● **GOAL OF THE EXERCISE**: Where does the string "scroll" occur in the entries below? Copy every line where it does.
+++++
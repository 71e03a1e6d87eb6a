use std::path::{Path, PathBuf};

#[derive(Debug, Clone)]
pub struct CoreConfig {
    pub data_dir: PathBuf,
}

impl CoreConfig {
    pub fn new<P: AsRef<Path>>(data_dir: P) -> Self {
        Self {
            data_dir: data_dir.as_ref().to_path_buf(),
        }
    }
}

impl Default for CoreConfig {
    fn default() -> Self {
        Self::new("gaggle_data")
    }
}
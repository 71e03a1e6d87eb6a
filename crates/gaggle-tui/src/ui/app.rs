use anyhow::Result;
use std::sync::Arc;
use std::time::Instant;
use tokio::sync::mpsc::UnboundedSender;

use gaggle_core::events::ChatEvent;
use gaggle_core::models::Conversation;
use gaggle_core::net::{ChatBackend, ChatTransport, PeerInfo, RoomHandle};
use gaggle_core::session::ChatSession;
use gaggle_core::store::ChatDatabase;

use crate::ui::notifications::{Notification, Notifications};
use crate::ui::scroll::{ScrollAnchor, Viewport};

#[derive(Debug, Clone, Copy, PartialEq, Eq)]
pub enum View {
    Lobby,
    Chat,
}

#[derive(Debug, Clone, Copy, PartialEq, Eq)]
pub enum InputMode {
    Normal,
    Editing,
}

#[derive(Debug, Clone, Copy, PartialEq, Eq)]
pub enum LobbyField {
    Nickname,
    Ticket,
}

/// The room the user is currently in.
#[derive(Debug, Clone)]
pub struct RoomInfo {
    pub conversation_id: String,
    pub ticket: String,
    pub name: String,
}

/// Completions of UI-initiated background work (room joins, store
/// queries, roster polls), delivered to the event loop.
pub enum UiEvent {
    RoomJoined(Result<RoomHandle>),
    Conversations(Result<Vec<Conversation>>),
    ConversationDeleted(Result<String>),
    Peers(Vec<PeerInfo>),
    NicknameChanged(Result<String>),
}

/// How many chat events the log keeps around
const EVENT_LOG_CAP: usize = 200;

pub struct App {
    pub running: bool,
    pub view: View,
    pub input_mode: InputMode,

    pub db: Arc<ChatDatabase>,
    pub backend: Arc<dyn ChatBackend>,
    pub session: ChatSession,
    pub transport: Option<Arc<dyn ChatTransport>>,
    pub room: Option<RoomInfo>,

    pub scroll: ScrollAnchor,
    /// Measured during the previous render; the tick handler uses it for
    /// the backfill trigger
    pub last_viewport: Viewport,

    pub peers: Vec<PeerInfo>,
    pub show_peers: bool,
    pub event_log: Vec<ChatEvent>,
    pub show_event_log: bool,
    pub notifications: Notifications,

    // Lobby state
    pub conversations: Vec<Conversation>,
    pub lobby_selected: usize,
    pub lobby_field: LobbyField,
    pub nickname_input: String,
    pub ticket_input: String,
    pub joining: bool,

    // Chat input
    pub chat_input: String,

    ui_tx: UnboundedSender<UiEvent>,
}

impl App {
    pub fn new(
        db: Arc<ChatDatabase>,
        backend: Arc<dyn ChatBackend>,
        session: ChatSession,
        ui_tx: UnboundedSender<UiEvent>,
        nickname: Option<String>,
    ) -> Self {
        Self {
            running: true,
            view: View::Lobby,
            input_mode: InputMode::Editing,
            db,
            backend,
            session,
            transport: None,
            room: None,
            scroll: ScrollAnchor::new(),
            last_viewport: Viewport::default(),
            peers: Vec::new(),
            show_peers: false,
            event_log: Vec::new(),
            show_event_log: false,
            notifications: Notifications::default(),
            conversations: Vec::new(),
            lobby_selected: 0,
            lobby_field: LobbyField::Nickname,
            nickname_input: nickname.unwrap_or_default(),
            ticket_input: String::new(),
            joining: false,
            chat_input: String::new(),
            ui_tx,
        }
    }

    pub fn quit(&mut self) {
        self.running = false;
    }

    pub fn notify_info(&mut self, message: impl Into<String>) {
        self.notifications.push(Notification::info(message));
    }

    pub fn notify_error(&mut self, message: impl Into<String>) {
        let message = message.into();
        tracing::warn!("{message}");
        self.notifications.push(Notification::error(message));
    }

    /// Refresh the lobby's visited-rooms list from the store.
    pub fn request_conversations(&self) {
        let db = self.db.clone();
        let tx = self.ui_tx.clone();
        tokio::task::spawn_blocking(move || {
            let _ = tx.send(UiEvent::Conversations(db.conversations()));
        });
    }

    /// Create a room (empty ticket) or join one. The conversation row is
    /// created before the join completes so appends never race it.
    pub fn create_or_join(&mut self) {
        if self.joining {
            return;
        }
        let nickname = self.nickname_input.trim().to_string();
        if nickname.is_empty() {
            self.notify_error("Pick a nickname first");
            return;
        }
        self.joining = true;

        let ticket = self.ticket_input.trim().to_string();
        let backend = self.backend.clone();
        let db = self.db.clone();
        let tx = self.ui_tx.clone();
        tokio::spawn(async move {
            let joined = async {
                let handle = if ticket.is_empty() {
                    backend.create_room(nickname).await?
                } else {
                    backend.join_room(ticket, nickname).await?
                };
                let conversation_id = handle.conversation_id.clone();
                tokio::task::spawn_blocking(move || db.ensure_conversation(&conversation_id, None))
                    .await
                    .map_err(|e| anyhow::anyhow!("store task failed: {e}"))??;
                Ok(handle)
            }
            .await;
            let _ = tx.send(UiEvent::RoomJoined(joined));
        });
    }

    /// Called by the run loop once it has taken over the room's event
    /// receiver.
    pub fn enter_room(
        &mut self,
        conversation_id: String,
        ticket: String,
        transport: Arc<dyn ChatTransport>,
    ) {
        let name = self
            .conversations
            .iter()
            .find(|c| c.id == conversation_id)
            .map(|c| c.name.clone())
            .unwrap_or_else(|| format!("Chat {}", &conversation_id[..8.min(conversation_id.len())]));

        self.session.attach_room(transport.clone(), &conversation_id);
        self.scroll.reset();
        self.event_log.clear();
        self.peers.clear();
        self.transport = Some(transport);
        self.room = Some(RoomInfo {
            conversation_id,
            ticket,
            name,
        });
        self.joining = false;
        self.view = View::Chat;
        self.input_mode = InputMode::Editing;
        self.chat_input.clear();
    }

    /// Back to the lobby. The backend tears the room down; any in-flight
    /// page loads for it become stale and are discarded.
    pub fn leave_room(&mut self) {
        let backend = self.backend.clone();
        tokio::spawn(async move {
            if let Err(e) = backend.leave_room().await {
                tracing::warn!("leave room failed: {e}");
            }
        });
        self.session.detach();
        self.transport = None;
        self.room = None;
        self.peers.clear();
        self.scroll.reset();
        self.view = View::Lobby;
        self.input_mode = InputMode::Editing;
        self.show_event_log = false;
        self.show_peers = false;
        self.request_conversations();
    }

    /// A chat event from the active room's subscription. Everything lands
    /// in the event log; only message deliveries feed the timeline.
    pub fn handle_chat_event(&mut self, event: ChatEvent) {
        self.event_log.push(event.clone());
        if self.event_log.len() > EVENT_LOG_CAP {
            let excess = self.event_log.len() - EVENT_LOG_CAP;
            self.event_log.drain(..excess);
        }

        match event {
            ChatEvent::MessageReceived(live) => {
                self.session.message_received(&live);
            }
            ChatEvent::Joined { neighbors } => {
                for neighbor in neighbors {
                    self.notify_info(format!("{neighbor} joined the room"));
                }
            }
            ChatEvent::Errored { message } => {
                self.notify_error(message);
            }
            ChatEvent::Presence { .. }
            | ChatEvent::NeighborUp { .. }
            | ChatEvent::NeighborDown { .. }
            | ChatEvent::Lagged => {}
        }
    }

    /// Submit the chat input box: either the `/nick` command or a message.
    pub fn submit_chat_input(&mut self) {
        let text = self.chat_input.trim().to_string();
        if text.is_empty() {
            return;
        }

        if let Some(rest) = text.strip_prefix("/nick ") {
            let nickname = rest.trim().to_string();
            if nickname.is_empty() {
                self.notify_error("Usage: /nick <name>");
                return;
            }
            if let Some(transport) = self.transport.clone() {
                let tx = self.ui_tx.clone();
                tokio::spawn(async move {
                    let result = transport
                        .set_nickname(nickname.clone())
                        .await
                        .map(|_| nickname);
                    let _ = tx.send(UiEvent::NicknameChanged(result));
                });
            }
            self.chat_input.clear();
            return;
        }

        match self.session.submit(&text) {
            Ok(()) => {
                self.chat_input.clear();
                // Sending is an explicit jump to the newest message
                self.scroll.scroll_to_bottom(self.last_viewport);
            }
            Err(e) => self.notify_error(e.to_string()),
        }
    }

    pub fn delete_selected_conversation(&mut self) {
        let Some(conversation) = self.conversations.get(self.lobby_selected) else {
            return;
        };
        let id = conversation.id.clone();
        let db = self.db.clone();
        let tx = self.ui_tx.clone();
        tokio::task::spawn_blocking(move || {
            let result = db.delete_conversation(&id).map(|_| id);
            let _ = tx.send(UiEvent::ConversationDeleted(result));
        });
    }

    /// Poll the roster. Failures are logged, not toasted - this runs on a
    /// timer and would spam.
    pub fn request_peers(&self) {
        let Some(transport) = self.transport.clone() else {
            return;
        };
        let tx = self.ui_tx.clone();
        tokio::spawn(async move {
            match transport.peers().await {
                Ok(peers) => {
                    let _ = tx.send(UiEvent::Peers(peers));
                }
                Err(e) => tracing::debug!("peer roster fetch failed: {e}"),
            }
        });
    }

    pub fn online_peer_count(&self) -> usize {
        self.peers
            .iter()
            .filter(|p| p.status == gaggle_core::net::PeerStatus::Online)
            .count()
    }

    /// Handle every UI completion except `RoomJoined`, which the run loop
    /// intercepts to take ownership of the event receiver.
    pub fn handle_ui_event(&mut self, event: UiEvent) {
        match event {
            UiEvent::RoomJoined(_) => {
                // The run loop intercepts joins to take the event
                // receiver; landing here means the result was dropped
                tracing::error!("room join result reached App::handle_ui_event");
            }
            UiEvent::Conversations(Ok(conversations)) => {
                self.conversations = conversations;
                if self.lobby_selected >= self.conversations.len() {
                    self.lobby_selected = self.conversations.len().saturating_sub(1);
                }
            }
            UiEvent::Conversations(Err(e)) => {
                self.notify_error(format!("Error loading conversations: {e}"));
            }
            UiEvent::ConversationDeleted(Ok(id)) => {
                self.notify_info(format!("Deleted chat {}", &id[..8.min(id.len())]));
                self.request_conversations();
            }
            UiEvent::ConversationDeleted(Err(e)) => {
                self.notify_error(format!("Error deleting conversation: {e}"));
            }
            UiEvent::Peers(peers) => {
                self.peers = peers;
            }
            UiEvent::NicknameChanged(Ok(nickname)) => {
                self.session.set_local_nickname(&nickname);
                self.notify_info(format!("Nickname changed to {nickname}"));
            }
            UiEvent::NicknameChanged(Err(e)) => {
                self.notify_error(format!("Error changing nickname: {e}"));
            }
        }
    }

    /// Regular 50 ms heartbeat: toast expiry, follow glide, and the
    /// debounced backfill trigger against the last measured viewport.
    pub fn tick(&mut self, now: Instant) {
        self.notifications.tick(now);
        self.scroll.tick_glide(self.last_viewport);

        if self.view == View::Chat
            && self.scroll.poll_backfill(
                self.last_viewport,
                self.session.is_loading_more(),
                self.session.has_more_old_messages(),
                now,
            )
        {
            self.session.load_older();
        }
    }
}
+++++
● **EXERCISE SOLUTION**:
use crate::ui::scroll::{ScrollAnchor, Viewport};
    pub scroll: ScrollAnchor,
            scroll: ScrollAnchor::new(),
        self.scroll.reset();
        self.scroll.reset();
                self.scroll.scroll_to_bottom(self.last_viewport);
        self.scroll.tick_glide(self.last_viewport);
            && self.scroll.poll_backfill(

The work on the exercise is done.